Accordingly, the Panel finds for the Complainant in respect of this element.
C. Registered and Used in Bad Faith
The Complainant submits that the reason that the Respondent registered the disputed domain name is “precisely because he knew the well-known character of the trade mark AIR FRANCE” and that it did so knowingly having notice of the Complainant’s trade mark rights.
It also argues that the Respondent registered the disputed domain name as a gTLD with a generic meaning i.e. “.email” so that it cannot be considered by Internet users as being related to email services rather it has a specific meaning i.e. that it is related to or may be the business which is offering these email services. Therefore, Internet users will necessarily associate the disputed domain name with the Complainant.
The Complainant relies upon the Respondent’s pattern of conduct in registering domain names composed of the new gTLD “.email” and using well-known trade marks as part of the domain names. The Complainant relies upon at least 40 UDRP, ADR and URS decisions regarding the Respondent’s registration of .email domain names using well-known trade marks. For the Complainant this in itself constitutes a pattern of bad faith registration.
The Complainant also argues that the use of the disputed domain name as a passive holding constitutes bad faith use. Previous UDRP panels have found that the passive use of a domain name without any active attempt to sell or contact the trade mark owner does not prevent a finding of bad faith.
The Complainant relies upon a previous UDRP decision, Société Air France v. Vladimir Federov, WIPO Case No. D2003-0639, involving the Complainant where the panel found that the Complainant’s trade marks have a strong reputation and are widely known. It was therefore not possible to conceive of any “plausible, actual or contemplated active use of the domain name by the Respondent that would not be illegitimate”.
The Complainant claims that the circumstances surrounding the registration of the disputed domain name have the effect of “tarnishing the Complainant’ brand image”.
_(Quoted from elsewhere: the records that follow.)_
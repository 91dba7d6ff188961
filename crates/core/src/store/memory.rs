//! In-process engagement store.

use std::collections::HashMap;
use std::sync::Arc;
use std::sync::atomic::{AtomicBool, AtomicI64, Ordering};

use agora_common::AppResult;
use async_trait::async_trait;
use tokio::sync::{Mutex, RwLock};

use super::{CommitOutcome, Direction, EngagementStore, VoteChange};

/// Votes and score of one post.
///
/// The vote table mutex is the post's critical section: a commit checks,
/// records and adjusts the score while holding it. The score is readable
/// without the lock so range queries never wait on voters.
///
/// `removed` is only set while holding the vote lock. A writer that fetched
/// the entry before removal sees it once it gets the lock and starts over.
#[derive(Debug, Default)]
struct PostEntry {
    score: AtomicI64,
    removed: AtomicBool,
    votes: Mutex<HashMap<i64, Direction>>,
}

/// Lock-protected in-memory store for a single instance.
#[derive(Debug, Clone, Default)]
pub struct MemoryEngagementStore {
    posts: Arc<RwLock<HashMap<i64, Arc<PostEntry>>>>,
}

impl MemoryEngagementStore {
    /// Create an empty store.
    #[must_use]
    pub fn new() -> Self {
        Self::default()
    }

    async fn entry(&self, post_id: i64) -> Option<Arc<PostEntry>> {
        self.posts.read().await.get(&post_id).cloned()
    }

    async fn entry_or_register(&self, post_id: i64) -> Arc<PostEntry> {
        if let Some(entry) = self.entry(post_id).await {
            return entry;
        }
        let mut posts = self.posts.write().await;
        Arc::clone(posts.entry(post_id).or_default())
    }

    /// Apply `change` to `entry`, or `None` if the entry was removed.
    async fn commit_on(entry: &PostEntry, change: &VoteChange) -> Option<CommitOutcome> {
        let mut votes = entry.votes.lock().await;
        if entry.removed.load(Ordering::SeqCst) {
            return None;
        }
        if votes.get(&change.user_id).copied() != change.previous {
            return Some(CommitOutcome::Conflict);
        }

        // No await and nothing fallible from here on.
        votes.insert(change.user_id, change.next);
        let delta = change.delta();
        let score = entry.score.fetch_add(delta, Ordering::SeqCst) + delta;

        Some(CommitOutcome::Committed { score })
    }

    /// Add `delta` to `entry`, or `None` if the entry was removed.
    async fn adjust_on(entry: &PostEntry, delta: i64) -> Option<i64> {
        // Serialize with vote commits on the same post.
        let _votes = entry.votes.lock().await;
        if entry.removed.load(Ordering::SeqCst) {
            return None;
        }
        Some(entry.score.fetch_add(delta, Ordering::SeqCst) + delta)
    }
}

#[async_trait]
impl EngagementStore for MemoryEngagementStore {
    async fn vote_of(&self, post_id: i64, user_id: i64) -> AppResult<Option<Direction>> {
        let Some(entry) = self.entry(post_id).await else {
            return Ok(None);
        };
        let votes = entry.votes.lock().await;
        Ok(votes.get(&user_id).copied())
    }

    async fn commit_vote(&self, change: &VoteChange) -> AppResult<CommitOutcome> {
        loop {
            let entry = self.entry_or_register(change.post_id).await;
            if let Some(outcome) = Self::commit_on(&entry, change).await {
                return Ok(outcome);
            }
        }
    }

    async fn register(&self, post_id: i64) -> AppResult<bool> {
        let mut posts = self.posts.write().await;
        if posts.contains_key(&post_id) {
            return Ok(false);
        }
        posts.insert(post_id, Arc::default());
        Ok(true)
    }

    async fn adjust_score(&self, post_id: i64, delta: i64) -> AppResult<i64> {
        loop {
            let entry = self.entry_or_register(post_id).await;
            if let Some(score) = Self::adjust_on(&entry, delta).await {
                return Ok(score);
            }
        }
    }

    async fn score_of(&self, post_id: i64) -> AppResult<Option<i64>> {
        Ok(self
            .entry(post_id)
            .await
            .map(|entry| entry.score.load(Ordering::SeqCst)))
    }

    async fn top_by_score(&self, offset: u64, limit: u64) -> AppResult<Vec<i64>> {
        let mut ranked: Vec<(i64, i64)> = {
            let posts = self.posts.read().await;
            posts
                .iter()
                .map(|(id, entry)| (entry.score.load(Ordering::SeqCst), *id))
                .collect()
        };

        ranked.sort_unstable_by(|a, b| b.0.cmp(&a.0).then(b.1.cmp(&a.1)));

        let offset = usize::try_from(offset).unwrap_or(usize::MAX);
        let limit = usize::try_from(limit).unwrap_or(usize::MAX);
        Ok(ranked
            .into_iter()
            .skip(offset)
            .take(limit)
            .map(|(_, id)| id)
            .collect())
    }

    async fn cardinality(&self) -> AppResult<u64> {
        Ok(self.posts.read().await.len() as u64)
    }

    async fn remove(&self, post_id: i64) -> AppResult<()> {
        let removed = self.posts.write().await.remove(&post_id);
        if let Some(entry) = removed {
            let mut votes = entry.votes.lock().await;
            entry.removed.store(true, Ordering::SeqCst);
            votes.clear();
        }
        Ok(())
    }
}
The Respondent in its Response takes a contrary view, to the effect, that it registered and is using the disputed domain name in good faith. It argues that it has not intended to profit in any way relating to the use of the domain name as a trade mark. It argues that the fact the Respondent intends to be a “for profit business in general from the use of the many generic domains it has registered in no way supports the giant leap that it intends to profit from the subject domain or trade mark by deceiving internet users”. It argues that it is not using the disputed domain name to defraud the public by creating a false impression that the disputed domain name is the Complainant’s genuine Internet name.
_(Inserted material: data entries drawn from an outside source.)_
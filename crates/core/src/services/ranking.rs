//! Ranking service.
//!
//! Ordered index of posts by aggregate score, backing the "hot" listing.

use std::time::Duration;

use agora_common::{AppError, AppResult};
use tracing::debug;

use crate::store::{SharedEngagementStore, with_deadline};

/// Ranking service for score-ordered queries.
#[derive(Clone)]
pub struct RankingService {
    store: SharedEngagementStore,
    auto_register: bool,
    deadline: Duration,
}

impl RankingService {
    /// Create a new ranking service.
    ///
    /// With `auto_register`, unknown posts read as score 0 and are registered
    /// on their first score update; without it they fail with `PostNotFound`.
    #[must_use]
    pub const fn new(store: SharedEngagementStore, auto_register: bool, deadline: Duration) -> Self {
        Self {
            store,
            auto_register,
            deadline,
        }
    }

    /// Whether unknown posts are registered implicitly.
    #[must_use]
    pub const fn auto_register(&self) -> bool {
        self.auto_register
    }

    /// Register a post at score 0.
    ///
    /// Returns `false` without touching the score if the post is already
    /// registered.
    pub async fn register(&self, post_id: i64) -> AppResult<bool> {
        let inserted = with_deadline(self.deadline, self.store.register(post_id)).await?;
        debug!(post_id = post_id, inserted = inserted, "Registered post in ranking");
        Ok(inserted)
    }

    /// Apply a delta to a post's score and return the new score.
    pub async fn adjust_score(&self, post_id: i64, delta: i64) -> AppResult<i64> {
        if !self.auto_register {
            self.require_registered(post_id).await?;
        }
        with_deadline(self.deadline, self.store.adjust_score(post_id, delta)).await
    }

    /// Current aggregate score of a post.
    pub async fn score_of(&self, post_id: i64) -> AppResult<i64> {
        match with_deadline(self.deadline, self.store.score_of(post_id)).await? {
            Some(score) => Ok(score),
            None if self.auto_register => Ok(0),
            None => Err(AppError::PostNotFound(post_id)),
        }
    }

    /// Post IDs by score descending; equal scores by post ID descending.
    pub async fn top_by_score(&self, offset: u64, limit: u64) -> AppResult<Vec<i64>> {
        with_deadline(self.deadline, self.store.top_by_score(offset, limit)).await
    }

    /// Number of ranked posts.
    pub async fn cardinality(&self) -> AppResult<u64> {
        with_deadline(self.deadline, self.store.cardinality()).await
    }

    /// Forget a deleted post and its votes.
    pub async fn remove(&self, post_id: i64) -> AppResult<()> {
        with_deadline(self.deadline, self.store.remove(post_id)).await?;
        debug!(post_id = post_id, "Removed post from ranking");
        Ok(())
    }

    /// Fail with `PostNotFound` unless the post has a score entry.
    pub async fn require_registered(&self, post_id: i64) -> AppResult<()> {
        with_deadline(self.deadline, self.store.score_of(post_id))
            .await?
            .map(|_| ())
            .ok_or(AppError::PostNotFound(post_id))
    }
}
The Panel having read the Respondent’s submissions nevertheless finds that the Respondent fails to overcome the Complainant’s arguments in respect of bad faith and in particular that the Respondent registered the domain name precisely because it was aware of the well-known character of the trade mark AIR FRANCE. The Panel finds that the disputed domain name was registered in bad faith.
The passive holding of the domain name does not prevent a finding of bad faith use, therefore the Panel finds that the disputed domain name is being used in bad faith.
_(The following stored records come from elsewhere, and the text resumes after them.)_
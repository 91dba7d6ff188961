//! Post repository.

use std::sync::Arc;

use crate::entities::{Post, post};
use agora_common::{AppError, AppResult};
use sea_orm::{
    ActiveModelTrait, ColumnTrait, DatabaseConnection, EntityTrait, PaginatorTrait, QueryFilter,
    QueryOrder, QuerySelect,
};

/// Post repository for database operations.
#[derive(Clone)]
pub struct PostRepository {
    db: Arc<DatabaseConnection>,
}

impl PostRepository {
    /// Create a new post repository.
    #[must_use]
    pub const fn new(db: Arc<DatabaseConnection>) -> Self {
        Self { db }
    }

    /// Find a post by ID.
    pub async fn find_by_id(&self, id: i64) -> AppResult<Option<post::Model>> {
        Post::find_by_id(id)
            .one(self.db.as_ref())
            .await
            .map_err(|e| AppError::Database(e.to_string()))
    }

    /// Find a post by ID, returning an error if not found.
    pub async fn get_by_id(&self, id: i64) -> AppResult<post::Model> {
        self.find_by_id(id)
            .await?
            .ok_or(AppError::PostNotFound(id))
    }

    /// Find posts by IDs, in the order the IDs were given.
    ///
    /// IDs with no matching row are skipped.
    pub async fn find_by_ids(&self, ids: &[i64]) -> AppResult<Vec<post::Model>> {
        if ids.is_empty() {
            return Ok(vec![]);
        }

        let mut found = Post::find()
            .filter(post::Column::Id.is_in(ids.to_vec()))
            .all(self.db.as_ref())
            .await
            .map_err(|e| AppError::Database(e.to_string()))?;

        let mut ordered = Vec::with_capacity(found.len());
        for id in ids {
            if let Some(pos) = found.iter().position(|p| p.id == *id) {
                ordered.push(found.swap_remove(pos));
            }
        }
        Ok(ordered)
    }

    /// Create a new post.
    pub async fn create(&self, model: post::ActiveModel) -> AppResult<post::Model> {
        model
            .insert(self.db.as_ref())
            .await
            .map_err(|e| AppError::Database(e.to_string()))
    }

    /// Delete a post.
    pub async fn delete(&self, id: i64) -> AppResult<()> {
        Post::delete_by_id(id)
            .exec(self.db.as_ref())
            .await
            .map_err(|e| AppError::Database(e.to_string()))?;
        Ok(())
    }

    /// Get post IDs, newest first.
    ///
    /// IDs are time-ordered, so ordering by ID is ordering by creation time.
    pub async fn find_recent_ids(&self, offset: u64, limit: u64) -> AppResult<Vec<i64>> {
        let posts = Post::find()
            .order_by_desc(post::Column::Id)
            .offset(offset)
            .limit(limit)
            .all(self.db.as_ref())
            .await
            .map_err(|e| AppError::Database(e.to_string()))?;

        Ok(posts.into_iter().map(|p| p.id).collect())
    }

    /// Count all posts.
    pub async fn count(&self) -> AppResult<u64> {
        Post::find()
            .count(self.db.as_ref())
            .await
            .map_err(|e| AppError::Database(e.to_string()))
    }
}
The Panel is also persuaded in this view by the evidence of the numerous domain names registered by the Respondent as “.email” gTLDs using well-known trade marks. The Panel therefore follows earlier UDRP decision, O2 Holdings Limited v. Yoyo.email / Giovanni Laporta, WIPO Case No. D2014-1399.
The Panel finds for the Complainant in respect of this element.
For the foregoing reasons in accordance with paragraphs 4(i) of the Policy and 15 of the Rules, the Panel orders that the disputed domain name <airfrance.email> be transferred to the Complainant.